Belted Kingfishers are solitary and active during the early morning, late afternoon, and early evening. Their diet consists mainly of fish that live in shallow water or swim near the surface. Kingfishers are often seen perched on trees or wires overlooking water, from where they plunge head-first to catch fish in their bills. They also hunt by hovering high over the water and then diving down when they spot a fish. They will also eat aquatic invertebrates, various insects, frogs, salamanders, lizards, snakes, young birds, and occasionally small rodents.
In the breeding season, Belted Kingfishers nest in burrows that they dig into soft earthen banks, usually adjacent to or directly over water. Unlike other perching birds, two of the kingfisher’s toes are fused for much of their length which is useful for digging tunnels. A mated pair take turns carving out a tunnel with their bills and they push the debris out behind them with their feet. At the end of the tunnel, they excavate a nesting chamber where, in total darkness, the female lays her clutch of white eggs. The tunnel slopes upward from the entrance presumably to keep water from flooding the nest chamber.

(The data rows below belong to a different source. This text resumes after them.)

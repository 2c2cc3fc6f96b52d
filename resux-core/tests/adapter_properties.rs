//! Properties every `Pagination` built by the adapter must hold, checked over a
//! counting in-memory collection.

use futures::{StreamExt, TryStreamExt};
use resux_core::offload::Offloader;
use resux_core::pagination::PaginationAdapter;
use resux_core::testing::StubCollection;
use resux_core::{GitError, Key, Pagination};

fn numbers(n: usize) -> Vec<u32> {
    (0..n as u32).collect()
}

fn adapter(n: usize) -> Box<dyn Pagination<String>> {
    let (factory, _) = StubCollection::factory(numbers(n));
    PaginationAdapter::new(Offloader::new(3), factory, |i: u32| format!("#{i}")).boxed()
}

#[tokio::test]
async fn index_slice_and_stream_views_agree() {
    for n in [0, 1, 2, 7] {
        let pagination = adapter(n);
        let len = pagination.length().await.expect("length");
        assert_eq!(len, n);

        let sliced = pagination.slice(0, len).await.expect("slice");
        let streamed: Vec<String> = pagination.stream().try_collect().await.expect("stream");
        assert_eq!(sliced, streamed);

        for (i, expected) in sliced.iter().enumerate() {
            assert_eq!(&pagination.get(Key::Index(i)).await.expect("get"), expected);
        }
    }
}

#[tokio::test]
async fn slices_are_half_open() {
    let pagination = adapter(5);
    assert_eq!(pagination.slice(1, 3).await.expect("slice"), vec!["#1", "#2"]);
    assert_eq!(pagination.slice(3, 100).await.expect("slice"), vec!["#3", "#4"]);
    assert!(pagination.slice(4, 4).await.expect("slice").is_empty());
}

#[tokio::test]
async fn construction_happens_once_across_every_operation() {
    let (factory, calls) = StubCollection::factory(numbers(4));
    let pagination = PaginationAdapter::new(Offloader::new(2), factory, |i: u32| i * 10);

    let (len, first, rest) = futures::join!(
        pagination.length(),
        pagination.get(Key::Index(0)),
        pagination.slice(1, 4)
    );
    assert_eq!(len.expect("length"), 4);
    assert_eq!(first.expect("get"), 0);
    assert_eq!(rest.expect("slice"), vec![10, 20, 30]);

    let streamed: Vec<u32> = pagination.stream().try_collect().await.expect("stream");
    assert_eq!(streamed, vec![0, 10, 20, 30]);
    assert_eq!(calls.constructed(), 1);
}

#[tokio::test]
async fn stream_is_lazy_until_polled() {
    let (factory, calls) = StubCollection::factory(numbers(3));
    let pagination = PaginationAdapter::new(Offloader::new(1), factory, |i: u32| i);

    let mut stream = pagination.stream();
    assert_eq!(calls.constructed(), 0);
    assert_eq!(stream.next().await.expect("first").expect("ok"), 0);
    assert_eq!(calls.constructed(), 1);
    assert_eq!(calls.advanced(), 1);
}

#[tokio::test]
async fn dropped_stream_stops_advancing() {
    let (factory, calls) = StubCollection::factory(numbers(10));
    let pagination = PaginationAdapter::new(Offloader::new(1), factory, |i: u32| i);

    let firsts: Vec<u32> = pagination
        .stream()
        .take(2)
        .try_collect()
        .await
        .expect("prefix");
    assert_eq!(firsts, vec![0, 1]);
    assert_eq!(calls.advanced(), 2);
}

#[tokio::test]
async fn closed_worker_pool_fails_every_operation() {
    let (factory, _) = StubCollection::factory(numbers(3));
    let offloader = Offloader::new(1);
    let pagination = PaginationAdapter::new(offloader.clone(), factory, |i: u32| i);
    offloader.close();

    assert!(matches!(pagination.length().await, Err(GitError::WorkerPoolClosed)));
    assert!(matches!(
        pagination.stream().next().await,
        Some(Err(GitError::WorkerPoolClosed))
    ));
}
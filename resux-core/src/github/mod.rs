//! # github: the GitHub implementation of the navigation contract
//!
//! Layers, bottom up:
//! - [`GithubApi`]: the blocking provider client surface. [`GithubClient`] is the
//!   real REST implementation; tests use the generated `MockGithubApi`.
//! - [`PaginatedList`]: a GitHub list endpoint as a [`crate::pagination::RawCollection`].
//! - [`convert`]: pure record-to-model mapping.
//! - [`Github`], [`GithubUser`], [`GithubRepo`]: the [`Hub`], [`crate::contract::User`]
//!   and [`crate::contract::Repo`] implementations.
//!
//! Every call into [`GithubApi`] goes through the shared [`Offloader`]; nothing in
//! this module blocks an async task.
//!
//! ## Mocking & Testing
//! [`GithubApi`] is annotated for `mockall`. Build a hub over a mock with
//! [`Github::new`] to exercise the facade without a network.

use std::collections::BTreeMap;
use std::sync::Arc;

use async_trait::async_trait;
#[cfg(any(test, feature = "test-export-mocks"))]
use mockall::automock;
use tracing::{debug, info};

pub mod client;
pub mod convert;
pub mod pagination;
pub mod repo;
pub mod types;

pub use client::GithubClient;
pub use pagination::PaginatedList;
pub use repo::{GithubRepo, GithubUser};
pub use types::{ContentKind, RawCommit, RawContent, RawPage, RawRepository, RawTag, RawUser};

use crate::config::GithubConfig;
use crate::contract::{Hub, Pagination, Repo, User};
use crate::error::{ProviderError, Result};
use crate::offload::Offloader;
use crate::pagination::PaginationAdapter;

/// Blocking GitHub REST surface used by the facade.
///
/// Every method may perform network I/O. A missing resource is reported as
/// [`ProviderError::NotFound`].
#[cfg_attr(any(test, feature = "test-export-mocks"), automock)]
pub trait GithubApi: Send + Sync {
    /// `GET /user`
    fn authenticated_user(&self) -> std::result::Result<RawUser, ProviderError>;

    /// `GET /repos/{full_name}`
    fn repository(&self, full_name: &str) -> std::result::Result<RawRepository, ProviderError>;

    /// `GET /repos/{full_name}/commits/{sha}`
    fn commit(&self, full_name: &str, sha: &str) -> std::result::Result<RawCommit, ProviderError>;

    /// `GET /repos/{full_name}/readme`, body decoded.
    fn readme(&self, full_name: &str) -> std::result::Result<RawContent, ProviderError>;

    /// Entries of one directory (`""` for the root), file bodies decoded.
    fn dir_contents(
        &self,
        full_name: &str,
        path: &str,
    ) -> std::result::Result<Vec<RawContent>, ProviderError>;

    /// `GET /repos/{full_name}/languages`
    fn languages(&self, full_name: &str)
        -> std::result::Result<BTreeMap<String, u64>, ProviderError>;

    /// One page (1-based) of a list endpoint such as `user/repos`.
    fn page(
        &self,
        path: &str,
        number: u32,
        per_page: u32,
    ) -> std::result::Result<RawPage, ProviderError>;
}

/// What every GitHub facade object carries: the client, the worker pool and
/// the page size for list endpoints.
#[derive(Clone)]
pub(crate) struct Context {
    pub api: Arc<dyn GithubApi>,
    pub offloader: Offloader,
    pub per_page: u32,
}

impl Context {
    /// Adapter over the repository list at `path`, keyed by whatever `lookup`
    /// resolves.
    pub fn repo_list<L>(&self, path: String, lookup: L) -> Box<dyn Pagination<Box<dyn Repo>>>
    where
        L: Fn(&dyn GithubApi, &str) -> std::result::Result<RawRepository, ProviderError>
            + Send
            + Sync
            + 'static,
    {
        let api = Arc::clone(&self.api);
        let per_page = self.per_page;
        let ctx = self.clone();
        let lookup_api = Arc::clone(&self.api);

        PaginationAdapter::new(
            self.offloader.clone(),
            move || Ok(PaginatedList::new(Arc::clone(&api), path.clone(), per_page)),
            move |raw: RawRepository| -> Box<dyn Repo> { Box::new(GithubRepo::new(raw, ctx.clone())) },
        )
        .with_lookup(move |key: &str| lookup(lookup_api.as_ref(), key))
        .boxed()
    }
}

/// GitHub hub for one authenticated account.
#[derive(Clone)]
pub struct Github {
    ctx: Context,
}

impl Github {
    /// Hub over an already built client.
    pub fn new(api: Arc<dyn GithubApi>, offloader: Offloader, per_page: u32) -> Self {
        Self {
            ctx: Context {
                api,
                offloader,
                per_page: per_page.clamp(1, GithubConfig::MAX_PER_PAGE),
            },
        }
    }

    /// Builds a [`GithubClient`] on the worker pool and wraps it in a hub.
    pub async fn connect(config: &GithubConfig, token: &str) -> Result<Self> {
        let offloader = Offloader::new(config.max_blocking_calls);
        let client_config = config.clone();
        let token = token.to_string();
        let client = offloader
            .run(move || GithubClient::new(&client_config, &token))
            .await??;
        info!(api_url = %config.api_url, "Connected GitHub hub");
        Ok(Self::new(Arc::new(client), offloader, config.page_size()))
    }

    pub fn offloader(&self) -> &Offloader {
        &self.ctx.offloader
    }
}

#[async_trait]
impl Hub for Github {
    async fn user(&self) -> Result<Box<dyn User>> {
        let api = Arc::clone(&self.ctx.api);
        let raw = self
            .ctx
            .offloader
            .run(move || api.authenticated_user())
            .await??;
        debug!(login = %raw.login, "authenticated user resolved");
        Ok(Box::new(GithubUser::authenticated(raw, self.ctx.clone())))
    }

    fn repos(&self) -> Box<dyn Pagination<Box<dyn Repo>>> {
        self.ctx
            .repo_list("user/repos".to_string(), |api, full_name| api.repository(full_name))
    }
}
//! # pagination: blocking provider collections behind the async [`Pagination`] contract
//!
//! A [`PaginationAdapter`] is built from three pieces:
//! - a **factory** producing the provider's raw collection (a [`RawCollection`]),
//! - a **mapping** function turning one raw record into a domain model,
//! - optionally a **key lookup** resolving a string identifier to one raw record.
//!
//! Every blocking call, including the factory itself, runs through the shared
//! [`Offloader`]. The raw collection is built at most once per adapter, on first
//! use, and every later `length`/`get`/`slice`/`stream` call reads that same
//! snapshot. Concurrent first callers wait on the same construction.
//!
//! Each [`Pagination::stream`] call owns an independent cursor over the memoized
//! collection, so two streams over one adapter never interfere.

use std::sync::Arc;

use async_trait::async_trait;
use futures::stream::{self, BoxStream, StreamExt};
use tokio::sync::OnceCell;
use tracing::debug;

use crate::contract::{Key, Pagination};
use crate::error::{GitError, ProviderError, Result};
use crate::offload::Offloader;

/// Blocking iterator over a raw collection.
pub type Cursor<I> = Box<dyn Iterator<Item = std::result::Result<I, ProviderError>> + Send>;

/// Blocking, provider-side view of a sized, indexable collection.
///
/// Every method may perform network I/O and is only ever invoked from a
/// blocking worker.
pub trait RawCollection: Send + Sync + 'static {
    type Item: Send + 'static;

    /// Provider-reported number of elements.
    fn count(&self) -> std::result::Result<usize, ProviderError>;

    /// Element at `index`; [`ProviderError::IndexOutOfRange`] past the end.
    fn get(&self, index: usize) -> std::result::Result<Self::Item, ProviderError>;

    /// Elements in `start..stop`, clamped to the collection's end.
    fn slice(&self, start: usize, stop: usize)
        -> std::result::Result<Vec<Self::Item>, ProviderError>;

    /// Fresh cursor starting at the first element. Creating it must not block;
    /// each `next` may.
    fn cursor(self: Arc<Self>) -> Cursor<Self::Item>;
}

type Factory<C> = Arc<dyn Fn() -> std::result::Result<C, ProviderError> + Send + Sync>;
type Lookup<I> = Arc<dyn Fn(&str) -> std::result::Result<I, ProviderError> + Send + Sync>;
type Mapper<I, T> = Arc<dyn Fn(I) -> T + Send + Sync>;

/// State shared between an adapter and the streams it hands out.
struct Shared<C: RawCollection> {
    factory: Factory<C>,
    offloader: Offloader,
    raw: OnceCell<Arc<C>>,
    len: OnceCell<usize>,
}

impl<C: RawCollection> Shared<C> {
    async fn collection(&self) -> Result<Arc<C>> {
        let raw = self
            .raw
            .get_or_try_init(|| async {
                debug!(collection = std::any::type_name::<C>(), "constructing raw collection");
                let factory = Arc::clone(&self.factory);
                let raw = self.offloader.run(move || factory()).await??;
                Ok::<_, GitError>(Arc::new(raw))
            })
            .await?;
        Ok(Arc::clone(raw))
    }
}

pub struct PaginationAdapter<C: RawCollection, T> {
    shared: Arc<Shared<C>>,
    lookup: Option<Lookup<C::Item>>,
    map: Mapper<C::Item, T>,
}

impl<C, T> PaginationAdapter<C, T>
where
    C: RawCollection,
    T: Send + 'static,
{
    /// Adapter over the collection produced by `factory`. Nothing is called
    /// until the first operation.
    pub fn new<F, M>(offloader: Offloader, factory: F, map: M) -> Self
    where
        F: Fn() -> std::result::Result<C, ProviderError> + Send + Sync + 'static,
        M: Fn(C::Item) -> T + Send + Sync + 'static,
    {
        Self {
            shared: Arc::new(Shared {
                factory: Arc::new(factory),
                offloader,
                raw: OnceCell::new(),
                len: OnceCell::new(),
            }),
            lookup: None,
            map: Arc::new(map),
        }
    }

    /// Enables `get` with a string key.
    pub fn with_lookup<L>(mut self, lookup: L) -> Self
    where
        L: Fn(&str) -> std::result::Result<C::Item, ProviderError> + Send + Sync + 'static,
    {
        self.lookup = Some(Arc::new(lookup));
        self
    }

    pub fn supports_lookup(&self) -> bool {
        self.lookup.is_some()
    }

    /// Boxes the adapter behind the provider-agnostic trait.
    pub fn boxed(self) -> Box<dyn Pagination<T>> {
        Box::new(self)
    }

    async fn resolve(&self, id: String) -> Result<C::Item> {
        let Some(lookup) = self.lookup.as_ref().map(Arc::clone) else {
            return Err(GitError::UnsupportedKeyType { key: id });
        };
        let key = id.clone();
        match self.shared.offloader.run(move || lookup(&id)).await? {
            Ok(raw) => Ok(raw),
            Err(e) if e.is_not_found() => Err(GitError::NotFound { key }),
            Err(e) => Err(e.into()),
        }
    }
}

#[async_trait]
impl<C, T> Pagination<T> for PaginationAdapter<C, T>
where
    C: RawCollection,
    T: Send + 'static,
{
    async fn length(&self) -> Result<usize> {
        let len = self
            .shared
            .len
            .get_or_try_init(|| async {
                let collection = self.shared.collection().await?;
                let len = self.shared.offloader.run(move || collection.count()).await??;
                Ok::<_, GitError>(len)
            })
            .await?;
        Ok(*len)
    }

    async fn get(&self, key: Key) -> Result<T> {
        let raw = match key {
            Key::Index(index) => {
                let collection = self.shared.collection().await?;
                self.shared
                    .offloader
                    .run(move || collection.get(index))
                    .await??
            }
            Key::Id(id) => self.resolve(id).await?,
        };
        Ok((self.map)(raw))
    }

    async fn slice(&self, start: usize, stop: usize) -> Result<Vec<T>> {
        if start >= stop {
            return Ok(Vec::new());
        }
        let collection = self.shared.collection().await?;
        let raws = self
            .shared
            .offloader
            .run(move || collection.slice(start, stop))
            .await??;
        Ok(raws.into_iter().map(|raw| (self.map)(raw)).collect())
    }

    fn stream(&self) -> BoxStream<'static, Result<T>> {
        let shared = Arc::clone(&self.shared);
        let map = Arc::clone(&self.map);

        stream::try_unfold(None, move |cursor: Option<Cursor<C::Item>>| {
            let shared = Arc::clone(&shared);
            let map = Arc::clone(&map);
            async move {
                let mut cursor = match cursor {
                    Some(cursor) => cursor,
                    None => shared.collection().await?.cursor(),
                };
                let (cursor, next) = shared
                    .offloader
                    .run(move || {
                        let next = cursor.next();
                        (cursor, next)
                    })
                    .await?;
                match next {
                    Some(raw) => Ok::<_, GitError>(Some((map(raw?), Some(cursor)))),
                    None => Ok(None),
                }
            }
        })
        .boxed()
    }
}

Belted Kingfishers are migratory in the northern states although many remain through winter and stay in areas where there is open water and they can catch fish. Others migrate south, some as far as Central America and the northern portions of South America. Migratory birds generally arrive on the breeding grounds in March or April and leave on their southerly migration in September through November.
Did you know? Pleistocene fossils of Belted Kingfishers, some as old as 600,000 years, have been found in Virginia, Tennessee, Florida, and Texas. The oldest known fossil recorded for the kingfisher genus is about 2 million years old!